**Given data**
──────────
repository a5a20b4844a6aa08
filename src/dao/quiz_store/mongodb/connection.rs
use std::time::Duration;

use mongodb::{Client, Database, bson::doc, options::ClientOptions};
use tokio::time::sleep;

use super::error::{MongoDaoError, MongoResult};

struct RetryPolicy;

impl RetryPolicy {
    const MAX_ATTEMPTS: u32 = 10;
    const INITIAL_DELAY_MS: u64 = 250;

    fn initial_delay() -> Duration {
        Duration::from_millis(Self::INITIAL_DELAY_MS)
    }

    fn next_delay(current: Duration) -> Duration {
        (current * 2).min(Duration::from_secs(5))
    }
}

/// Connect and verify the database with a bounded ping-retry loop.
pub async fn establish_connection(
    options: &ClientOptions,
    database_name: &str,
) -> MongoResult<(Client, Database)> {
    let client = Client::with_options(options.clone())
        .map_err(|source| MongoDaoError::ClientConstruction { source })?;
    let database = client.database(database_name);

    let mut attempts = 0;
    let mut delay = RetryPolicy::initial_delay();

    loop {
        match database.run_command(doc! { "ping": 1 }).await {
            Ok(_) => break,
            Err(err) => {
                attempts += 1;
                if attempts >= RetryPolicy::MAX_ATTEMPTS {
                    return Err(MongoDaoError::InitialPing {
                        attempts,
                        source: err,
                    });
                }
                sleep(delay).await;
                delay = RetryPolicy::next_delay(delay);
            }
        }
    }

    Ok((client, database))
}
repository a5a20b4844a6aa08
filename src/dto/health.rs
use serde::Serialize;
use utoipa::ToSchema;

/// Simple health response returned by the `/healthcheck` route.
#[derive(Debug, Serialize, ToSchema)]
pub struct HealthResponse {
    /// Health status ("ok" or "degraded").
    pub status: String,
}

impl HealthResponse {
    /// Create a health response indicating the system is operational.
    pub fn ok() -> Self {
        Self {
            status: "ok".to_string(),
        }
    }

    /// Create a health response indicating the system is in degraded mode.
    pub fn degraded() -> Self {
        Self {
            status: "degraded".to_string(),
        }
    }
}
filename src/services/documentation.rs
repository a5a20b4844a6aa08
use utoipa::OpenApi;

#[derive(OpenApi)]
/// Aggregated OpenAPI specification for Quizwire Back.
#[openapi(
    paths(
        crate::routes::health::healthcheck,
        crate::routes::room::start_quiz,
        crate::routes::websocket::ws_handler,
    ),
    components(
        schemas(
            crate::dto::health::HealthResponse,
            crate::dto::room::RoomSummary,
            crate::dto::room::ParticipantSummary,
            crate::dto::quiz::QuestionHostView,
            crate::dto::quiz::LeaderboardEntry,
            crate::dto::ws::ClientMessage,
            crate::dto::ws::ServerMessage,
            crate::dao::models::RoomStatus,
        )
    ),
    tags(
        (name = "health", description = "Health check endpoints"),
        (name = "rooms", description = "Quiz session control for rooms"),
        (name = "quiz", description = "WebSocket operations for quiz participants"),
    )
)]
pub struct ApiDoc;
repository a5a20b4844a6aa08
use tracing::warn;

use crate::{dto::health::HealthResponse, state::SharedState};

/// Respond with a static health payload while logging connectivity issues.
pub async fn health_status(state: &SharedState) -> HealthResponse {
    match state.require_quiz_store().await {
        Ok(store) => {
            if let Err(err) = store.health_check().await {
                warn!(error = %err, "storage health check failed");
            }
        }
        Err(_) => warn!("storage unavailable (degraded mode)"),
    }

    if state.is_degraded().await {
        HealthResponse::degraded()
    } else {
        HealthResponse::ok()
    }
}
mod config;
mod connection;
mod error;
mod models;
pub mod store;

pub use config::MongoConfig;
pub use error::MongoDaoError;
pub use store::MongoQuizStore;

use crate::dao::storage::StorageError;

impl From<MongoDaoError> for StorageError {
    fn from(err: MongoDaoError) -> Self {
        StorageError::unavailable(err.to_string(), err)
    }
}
──────────
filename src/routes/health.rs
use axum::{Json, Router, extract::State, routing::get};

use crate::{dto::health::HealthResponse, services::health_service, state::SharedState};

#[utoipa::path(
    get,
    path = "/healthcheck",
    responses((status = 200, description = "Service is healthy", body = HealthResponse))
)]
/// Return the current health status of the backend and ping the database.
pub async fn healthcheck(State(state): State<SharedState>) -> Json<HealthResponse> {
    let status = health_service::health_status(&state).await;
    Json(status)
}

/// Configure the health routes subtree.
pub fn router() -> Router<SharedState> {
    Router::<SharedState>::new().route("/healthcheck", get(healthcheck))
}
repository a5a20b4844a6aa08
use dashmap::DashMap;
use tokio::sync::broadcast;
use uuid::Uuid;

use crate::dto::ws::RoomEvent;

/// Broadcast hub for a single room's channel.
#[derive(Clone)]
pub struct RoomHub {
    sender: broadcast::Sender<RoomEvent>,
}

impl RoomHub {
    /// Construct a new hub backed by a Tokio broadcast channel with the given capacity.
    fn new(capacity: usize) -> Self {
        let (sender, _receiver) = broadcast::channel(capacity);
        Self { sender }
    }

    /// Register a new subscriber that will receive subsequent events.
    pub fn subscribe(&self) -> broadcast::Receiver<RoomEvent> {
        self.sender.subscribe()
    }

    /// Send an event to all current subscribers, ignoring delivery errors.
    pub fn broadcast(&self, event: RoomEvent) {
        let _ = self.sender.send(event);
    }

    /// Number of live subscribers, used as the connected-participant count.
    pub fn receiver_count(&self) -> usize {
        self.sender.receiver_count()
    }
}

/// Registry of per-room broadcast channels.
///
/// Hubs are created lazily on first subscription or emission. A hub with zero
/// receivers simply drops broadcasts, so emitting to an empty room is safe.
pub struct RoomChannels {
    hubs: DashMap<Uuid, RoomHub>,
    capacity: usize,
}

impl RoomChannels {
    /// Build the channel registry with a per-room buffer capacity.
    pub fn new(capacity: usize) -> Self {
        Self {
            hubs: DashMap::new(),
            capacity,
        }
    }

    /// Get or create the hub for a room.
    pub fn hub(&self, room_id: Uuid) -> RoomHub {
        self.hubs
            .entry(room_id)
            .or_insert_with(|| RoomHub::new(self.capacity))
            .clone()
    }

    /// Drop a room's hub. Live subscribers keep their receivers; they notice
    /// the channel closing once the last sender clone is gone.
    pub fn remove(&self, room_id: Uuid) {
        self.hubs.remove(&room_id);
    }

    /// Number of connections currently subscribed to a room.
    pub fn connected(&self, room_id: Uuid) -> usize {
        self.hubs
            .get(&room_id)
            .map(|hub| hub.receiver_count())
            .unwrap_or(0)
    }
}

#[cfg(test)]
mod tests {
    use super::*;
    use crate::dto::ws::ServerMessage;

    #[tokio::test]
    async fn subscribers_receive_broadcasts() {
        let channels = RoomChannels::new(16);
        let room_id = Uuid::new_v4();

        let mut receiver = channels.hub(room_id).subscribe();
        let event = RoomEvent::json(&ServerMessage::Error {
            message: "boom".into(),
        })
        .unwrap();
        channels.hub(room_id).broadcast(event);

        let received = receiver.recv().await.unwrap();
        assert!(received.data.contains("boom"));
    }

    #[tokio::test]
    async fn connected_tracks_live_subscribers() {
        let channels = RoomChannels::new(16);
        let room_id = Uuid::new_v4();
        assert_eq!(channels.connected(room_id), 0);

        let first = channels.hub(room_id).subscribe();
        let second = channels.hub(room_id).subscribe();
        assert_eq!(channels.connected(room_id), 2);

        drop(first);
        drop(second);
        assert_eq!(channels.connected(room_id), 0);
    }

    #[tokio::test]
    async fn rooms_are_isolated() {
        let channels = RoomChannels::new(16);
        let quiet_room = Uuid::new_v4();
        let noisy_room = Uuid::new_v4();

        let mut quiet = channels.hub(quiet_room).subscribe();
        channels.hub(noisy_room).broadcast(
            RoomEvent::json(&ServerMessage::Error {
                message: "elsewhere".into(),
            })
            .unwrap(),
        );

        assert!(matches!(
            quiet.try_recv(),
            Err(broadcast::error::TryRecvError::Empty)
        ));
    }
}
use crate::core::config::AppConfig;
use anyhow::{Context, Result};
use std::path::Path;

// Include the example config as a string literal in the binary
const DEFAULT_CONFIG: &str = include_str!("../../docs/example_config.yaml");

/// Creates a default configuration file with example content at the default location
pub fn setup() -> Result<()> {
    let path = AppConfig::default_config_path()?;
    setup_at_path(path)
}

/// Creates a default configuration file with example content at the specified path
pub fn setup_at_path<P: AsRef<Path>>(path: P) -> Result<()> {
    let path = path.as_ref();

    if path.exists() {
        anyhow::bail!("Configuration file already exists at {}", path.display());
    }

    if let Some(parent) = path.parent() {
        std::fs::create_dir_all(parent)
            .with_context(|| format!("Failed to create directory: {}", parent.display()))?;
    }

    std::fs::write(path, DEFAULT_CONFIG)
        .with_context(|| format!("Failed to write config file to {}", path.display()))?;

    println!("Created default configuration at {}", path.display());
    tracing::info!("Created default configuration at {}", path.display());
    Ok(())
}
──────────
Return every line of the listing that has the word "derive" in it.

**Solution to this exercise**
#[derive(Debug, Serialize, ToSchema)]
#[derive(OpenApi)]
#[derive(Clone)]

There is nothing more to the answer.